Each desert plant species has its own complex life history strategy that enables it to persist in its arid habitat. These strategies include seed dispersal and germination [1]. In general, seed dispersal helps seeds escape sibling and kin competition, decreases predation, reduces the probability of offspring survival in unpredictable environments, and aids in reaching and colonizing new habitats for seed germination and population regeneration [26]. Different plants evolve different dispersal strategies in deserts. The escape strategy occurs when plants produce large numbers of small seeds with long viability and thus escape from seed-eating insects and other animals by entering cracks in the soil. The protection strategy occurs when mature seeds remain attached to the mother plant and must be dispersed by wind, animals, or rain and it reduces the potential of dispersal to uncertain conditions [7]. In addition, seed structures and characters (seed mass and seed shape) affect the effectiveness of seed dispersal [8, 9]. Hence, species with different structures form different dispersal syndromes, including anemochory [1012], zoochory [1323], autochory [24, 25], ombrohydrochory [7, 25], and barochory [26]. However, very little is known about the dispersal strategy in relation to dispersal syndromes in plant species of cold deserts.

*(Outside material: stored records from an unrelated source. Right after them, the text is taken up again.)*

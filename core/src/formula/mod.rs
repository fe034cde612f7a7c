//! Formula language: tokenizer, parser, tree and evaluator.
//!
//! Provides:
//! - Arithmetic with `+ - * / % ^` and parentheses
//! - Case-insensitive variables, with `pi` and `e` pre-declared
//! - Fixed variables folded into the tree at parse time
//! - Display-only renames applied to the translated text
//! - Built-in functions (degree-based trigonometry, rounding, `pow`, `max`, ...)
//! - Architectural feet/inches literals such as `5'-6 1/2"`

pub mod ast;
pub mod chars;
pub mod error;
pub mod evaluator;
pub mod expression;
pub mod functions;
pub mod lexer;
pub mod parser;
pub mod random;
pub mod scope;
pub mod value;

#[cfg(test)]
mod tests;

pub use ast::{BinaryOperator, Term};
pub use error::{EvalError, FormulaError, ParseError};
pub use evaluator::{collect_variables, is_constant, EvalContext};
pub use expression::Expression;
pub use parser::{parse_expression, Parsed};
pub use random::{RandomSource, SharedRandom};
pub use scope::Scope;
pub use value::Number;
use thiserror::Error;

/// Parse error with location info
#[derive(Debug, Clone, PartialEq)]
pub struct ParseError {
    pub message: String,
    /// Byte offset into the expression text
    pub position: usize,
}

impl ParseError {
    pub(crate) fn new(message: impl Into<String>, position: usize) -> Self {
        Self {
            message: message.into(),
            position,
        }
    }
}

impl std::fmt::Display for ParseError {
    fn fmt(&self, f: &mut std::fmt::Formatter<'_>) -> std::fmt::Result {
        write!(f, "Parse error at position {}: {}", self.position, self.message)
    }
}

impl std::error::Error for ParseError {}

/// Declaration and parse failures reported to the caller.
#[derive(Debug, Clone, PartialEq, Error)]
pub enum FormulaError {
    #[error("Invalid name: '{0}'")]
    InvalidName(String),
    #[error("Reserved name: '{0}'")]
    ReservedName(String),
    #[error("Duplicate key: '{0}'")]
    DuplicateKey(String),
    /// Every parse failure collapses into this one kind.
    #[error("Invalid input: {0}")]
    InvalidInput(ParseError),
}

#[derive(Debug, Clone, PartialEq, Error)]
pub enum EvalError {
    #[error("No expression has been parsed")]
    NoExpression,
    #[error("Unknown function: {0}")]
    UnknownFunction(String),
    #[error("Undefined variable: {0}")]
    UndefinedVariable(String),
    #[error("Invalid modulo: {dividend} % {divisor}")]
    InvalidModulo { dividend: i64, divisor: i64 },
}
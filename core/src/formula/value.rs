use serde::{Deserialize, Serialize};
use std::fmt;

/// An evaluated result as handed to the host: integral doubles become integers.
#[derive(Debug, Clone, Copy, PartialEq, Serialize, Deserialize)]
pub enum Number {
    Integer(i64),
    Real(f64),
}

impl From<f64> for Number {
    fn from(value: f64) -> Self {
        // i64::MAX as f64 rounds up to 2^63, so the upper bound is exclusive.
        let in_range = value >= i64::MIN as f64 && value < i64::MAX as f64;
        if value.fract() == 0.0 && in_range {
            Self::Integer(value as i64)
        } else {
            Self::Real(value)
        }
    }
}

impl fmt::Display for Number {
    fn fmt(&self, f: &mut fmt::Formatter<'_>) -> fmt::Result {
        match self {
            Self::Integer(i) => write!(f, "{}", i),
            Self::Real(r) => write!(f, "{}", r),
        }
    }
}
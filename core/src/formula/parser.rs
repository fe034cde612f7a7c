//! Recursive-descent parser for formula text.
//!
//! Grammar, lowest precedence first:
//!
//! ```text
//! expr := mult (('+' | '-') mult)*
//! mult := pow (('*' | '/' | '%') pow)*
//! pow  := atom ('^' atom)*
//! atom := NUMBER | NAME ['(' args ')'] | '-' expr | '+' expr | '(' expr ')'
//! ```
//!
//! Fixed variables are folded into number leaves and renamed variables keep
//! their declared name in the tree. Both are recorded as edits against the
//! source spans and applied after parsing to build the translated text.
//!
//! Both the parser's own recursion and the height of the built tree are capped
//! at [`MAX_DEPTH`], so evaluating or dropping a parsed term stays shallow.

use super::ast::{BinaryOperator, Term};
use super::error::ParseError;
use super::functions::{self, RANDOM};
use super::lexer::{tokenize, Token, TokenKind};
use super::scope::Scope;
use crate::units::Unformat;
use std::ops::Range;

/// Deepest nesting the parser accepts, counting both parser recursion and
/// the height of the resulting term tree.
pub const MAX_DEPTH: usize = 256;

/// Result of a successful parse.
#[derive(Debug, Clone, PartialEq)]
pub struct Parsed {
    pub term: Term,
    /// Source text with fixed-variable and rename substitutions applied
    pub translated: String,
}

/// Replacement of a source span in the translated text.
#[derive(Debug, Clone, PartialEq)]
struct Edit {
    span: Range<usize>,
    replacement: String,
}

/// Parse `input` against the fixed variables and renames of `scope`.
pub fn parse_expression(
    input: &str,
    scope: &Scope,
    units: &dyn Unformat,
) -> Result<Parsed, ParseError> {
    let tokens = tokenize(input, units)?;
    let mut parser = Parser {
        tokens,
        index: 0,
        depth: 0,
        scope,
        edits: Vec::new(),
    };
    let term = parser.parse()?;
    let translated = apply_edits(input, &parser.edits);
    Ok(Parsed { term, translated })
}

fn apply_edits(input: &str, edits: &[Edit]) -> String {
    let mut out = String::with_capacity(input.len());
    let mut cursor = 0;
    for edit in edits {
        out.push_str(&input[cursor..edit.span.start]);
        out.push_str(&edit.replacement);
        cursor = edit.span.end;
    }
    out.push_str(&input[cursor..]);
    out
}

/// Text substituted for a fixed variable.
///
/// Negative values are parenthesized so the translated text still parses
/// after an operator (`2-y` becomes `2-(-3)`).
pub fn format_value(value: f64) -> String {
    if value.is_sign_negative() {
        format!("({})", value)
    } else {
        format!("{}", value)
    }
}

/// A term together with the height of its tree.
struct Node {
    term: Term,
    height: usize,
}

impl Node {
    fn leaf(term: Term) -> Self {
        Node { term, height: 1 }
    }
}

struct Parser<'a> {
    tokens: Vec<Token>,
    index: usize,
    depth: usize,
    scope: &'a Scope,
    edits: Vec<Edit>,
}

impl<'a> Parser<'a> {
    fn current(&self) -> &Token {
        // `tokenize` always ends the stream with `End`, and `advance` never moves past it.
        &self.tokens[self.index.min(self.tokens.len() - 1)]
    }

    fn position(&self) -> usize {
        self.current().span.start
    }

    fn advance(&mut self) -> Result<(), ParseError> {
        if self.current().kind == TokenKind::End {
            return Err(ParseError::new("Unexpected end of expression", self.position()));
        }
        self.index += 1;
        Ok(())
    }

    fn expect(&mut self, kind: TokenKind) -> Result<(), ParseError> {
        if self.current().kind != kind {
            return Err(ParseError::new(
                format!("Wrong sequence: expected {:?}, found {:?}", kind, self.current().kind),
                self.position(),
            ));
        }
        self.advance()
    }

    fn too_deep(&self) -> ParseError {
        ParseError::new("Expression nested too deeply", self.position())
    }

    fn descend(&mut self) -> Result<(), ParseError> {
        if self.depth >= MAX_DEPTH {
            return Err(self.too_deep());
        }
        self.depth += 1;
        Ok(())
    }

    fn ascend(&mut self) {
        self.depth -= 1;
    }

    fn node(&self, term: Term, height: usize) -> Result<Node, ParseError> {
        if height > MAX_DEPTH {
            return Err(self.too_deep());
        }
        Ok(Node { term, height })
    }

    fn join(&self, op: BinaryOperator, left: Node, right: Node) -> Result<Node, ParseError> {
        let height = left.height.max(right.height) + 1;
        self.node(Term::binary(op, left.term, right.term), height)
    }

    fn parse(&mut self) -> Result<Term, ParseError> {
        let node = self.parse_additive()?;
        if self.current().kind != TokenKind::End {
            return Err(ParseError::new("Unexpected end of expression", self.position()));
        }
        Ok(node.term)
    }

    // Additive: mult (('+' | '-') mult)*
    fn parse_additive(&mut self) -> Result<Node, ParseError> {
        let mut left = self.parse_multiplicative()?;

        loop {
            let op = match self.current().kind {
                TokenKind::Plus => BinaryOperator::Add,
                TokenKind::Minus => BinaryOperator::Sub,
                _ => break,
            };
            self.advance()?;
            let right = self.parse_multiplicative()?;
            left = self.join(op, left, right)?;
        }

        Ok(left)
    }

    // Multiplicative: pow (('*' | '/' | '%') pow)*
    fn parse_multiplicative(&mut self) -> Result<Node, ParseError> {
        let mut left = self.parse_power()?;

        loop {
            let op = match self.current().kind {
                TokenKind::Star => BinaryOperator::Mul,
                TokenKind::Slash => BinaryOperator::Div,
                TokenKind::Percent => BinaryOperator::Mod,
                _ => break,
            };
            self.advance()?;
            let right = self.parse_power()?;
            left = self.join(op, left, right)?;
        }

        Ok(left)
    }

    // Power: atom ('^' atom)*  (left associative)
    fn parse_power(&mut self) -> Result<Node, ParseError> {
        let mut base = self.parse_atom()?;

        while self.current().kind == TokenKind::Caret {
            self.advance()?;
            let exp = self.parse_atom()?;
            base = self.join(BinaryOperator::Pow, base, exp)?;
        }

        Ok(base)
    }

    fn parse_atom(&mut self) -> Result<Node, ParseError> {
        let Token { kind, span } = self.current().clone();
        match kind {
            TokenKind::Number(value) => {
                self.advance()?;
                Ok(Node::leaf(Term::Number(value)))
            }
            TokenKind::Name(name) => {
                self.advance()?;
                if self.current().kind == TokenKind::LParen {
                    self.advance()?;
                    self.descend()?;
                    let call = self.parse_call(name)?;
                    self.ascend();
                    Ok(call)
                } else {
                    Ok(Node::leaf(self.reference(name, span)))
                }
            }
            // A leading minus negates everything up to the end of the enclosing expression.
            TokenKind::Minus => {
                self.advance()?;
                self.descend()?;
                let operand = self.parse_additive()?;
                self.ascend();
                self.node(Term::negate(operand.term), operand.height + 1)
            }
            TokenKind::Plus => {
                self.advance()?;
                self.descend()?;
                let operand = self.parse_additive()?;
                self.ascend();
                Ok(operand)
            }
            TokenKind::LParen => {
                self.advance()?;
                self.descend()?;
                let inner = self.parse_additive()?;
                self.expect(TokenKind::RParen)?;
                self.ascend();
                Ok(inner)
            }
            TokenKind::End => Err(ParseError::new("Unexpected end of expression", span.start)),
            other => Err(ParseError::new(
                format!("Unexpected token: {:?}", other),
                span.start,
            )),
        }
    }

    /// Arguments of `name(`, with the opening paren already consumed.
    fn parse_call(&mut self, name: String) -> Result<Node, ParseError> {
        if name == RANDOM {
            self.expect(TokenKind::RParen)?;
            return Ok(Node::leaf(Term::Random));
        }

        let registry = functions::registry();
        if registry.unary(&name).is_some() {
            let arg = self.parse_additive()?;
            self.expect(TokenKind::RParen)?;
            let height = arg.height + 1;
            let term = Term::Function {
                name,
                arg: Box::new(arg.term),
            };
            self.node(term, height)
        } else if registry.binary(&name).is_some() {
            let first = self.parse_additive()?;
            self.expect(TokenKind::Comma)?;
            let second = self.parse_additive()?;
            self.expect(TokenKind::RParen)?;
            let height = first.height.max(second.height) + 1;
            let term = Term::Function2 {
                name,
                first: Box::new(first.term),
                second: Box::new(second.term),
            };
            self.node(term, height)
        } else {
            Err(ParseError::new(
                format!("Function not found: '{}'", name),
                self.position(),
            ))
        }
    }

    /// A bare name: random draw, folded fixed variable, or variable leaf.
    fn reference(&mut self, name: String, span: Range<usize>) -> Term {
        if name == RANDOM {
            return Term::Random;
        }

        if self.scope.is_fixed(&name) {
            let value = self.scope.value(&name).unwrap_or_default();
            self.edits.push(Edit {
                span,
                replacement: format_value(value),
            });
            return Term::Number(value);
        }

        if let Some(display) = self.scope.display_name(&name) {
            if display != name {
                self.edits.push(Edit {
                    span,
                    replacement: display.to_string(),
                });
            }
        }
        Term::Variable(name)
    }
}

Seed germination and dormancy are pivotal events in seedling establishment, and they are closely related to seed dispersal and population generation. Some researchers consider seed dormancy as an adaptive bet-hedging strategy in spatiotemporally varying environments [27, 28]. In other words, desert plants depend more on dormancy than dispersal for survival, since timing of precipitation is uncertain and plants tend to delay germination until the occurrence of a favorable precipitation event rather than relying on dispersal [24, 29]. For this reason, seed dormancy and germination are important for desert plants. Species inhabiting deserts have developed different seed germination straregies via natural selection over a long period or time [1]. Typically, these strategies are divided into two general categories: (1) opportunistic, that is, with fast germination rate, no or low seed dormancy, and high germination percentage; and (2) cautious germination strategies, with low germination rate, high seed dormancy, and low germination percentage [1, 7]. In addition, seed dispersal strategies seem to be related with germination strategies. Plants in the Negev Desert with seed protection strategies may develop cautious germination strategies with low risk to seedling survival, while plants with escape seed dispersal strategies may develop opportunistic germination strategies with high risk to seedling survival [7]. However, whether those results apply to other desert regions is still unknown.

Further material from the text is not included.